Which of the following is the main challenge facing agricultural credit in developing countries?

(A) High interest rates
(B) Lack of collateral
(C) Inefficient credit delivery systems
(D) All of the above

Answer
(D) All of the above are challenges facing agricultural credit in developing countries. High interest rates make it difficult for farmers to repay their loans. Lack of collateral makes it difficult for farmers to obtain loans in the first place. Inefficient credit delivery systems make it difficult for farmers to access the credit they need.

Question 5

What are some of the benefits of agricultural credit?

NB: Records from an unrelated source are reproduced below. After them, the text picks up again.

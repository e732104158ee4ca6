//! Parse errors for the fundamental types.

use thiserror::Error;

#[derive(Debug, Error, PartialEq, Eq)]
pub enum TypesError {
    #[error("invalid hex: {0}")]
    InvalidHex(String),

    #[error("invalid length: expected {expected} bytes, got {actual}")]
    InvalidLength { expected: usize, actual: usize },

    #[error("unknown node type: {0}")]
    UnknownNodeType(String),
}

/// Decode a hex string into a fixed-size byte array.
pub(crate) fn decode_fixed<const N: usize>(s: &str) -> Result<[u8; N], TypesError> {
    let bytes = hex::decode(s).map_err(|e| TypesError::InvalidHex(e.to_string()))?;
    let actual = bytes.len();
    bytes
        .try_into()
        .map_err(|_| TypesError::InvalidLength {
            expected: N,
            actual,
        })
}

(A) It can help farmers to increase their production.
(B) It can help farmers to improve their yields.
(C) It can help farmers to diversify their crops.
(D) All of the above

Answer
(D) All of the above are benefits of agricultural credit. Agricultural credit can help farmers to increase their production, improve their yields, and diversify their crops.

Question 6

What are some of the risks associated with agricultural credit?

(A) Default risk
(B) Interest rate risk
(C) Commodity price risk
(D) All of the above

Answer
(D) All of the above are risks associated with agricultural credit. Default risk is the risk that a borrower will not repay their loan. Interest rate risk is the risk that interest rates will rise, making it more expensive for borrowers to repay their loans. Commodity price risk is the risk that the price of agricultural commodities will fall, making it less profitable for farmers to repay their loans.

Question 7

What are some of the ways to mitigate the risks associated with agricultural credit?

(A) Use collateral
(B) Insure against risk
(C) Diversify the loan portfolio
(D) All of the above

Answer
(D) All of the above are ways to mitigate the risks associated with agricultural credit. Using collateral can help to reduce the risk of default. Insuring against risk can help to reduce the risk of interest rate risk and commodity price risk. Diversifying the loan portfolio can help to reduce the risk of default and interest rate risk.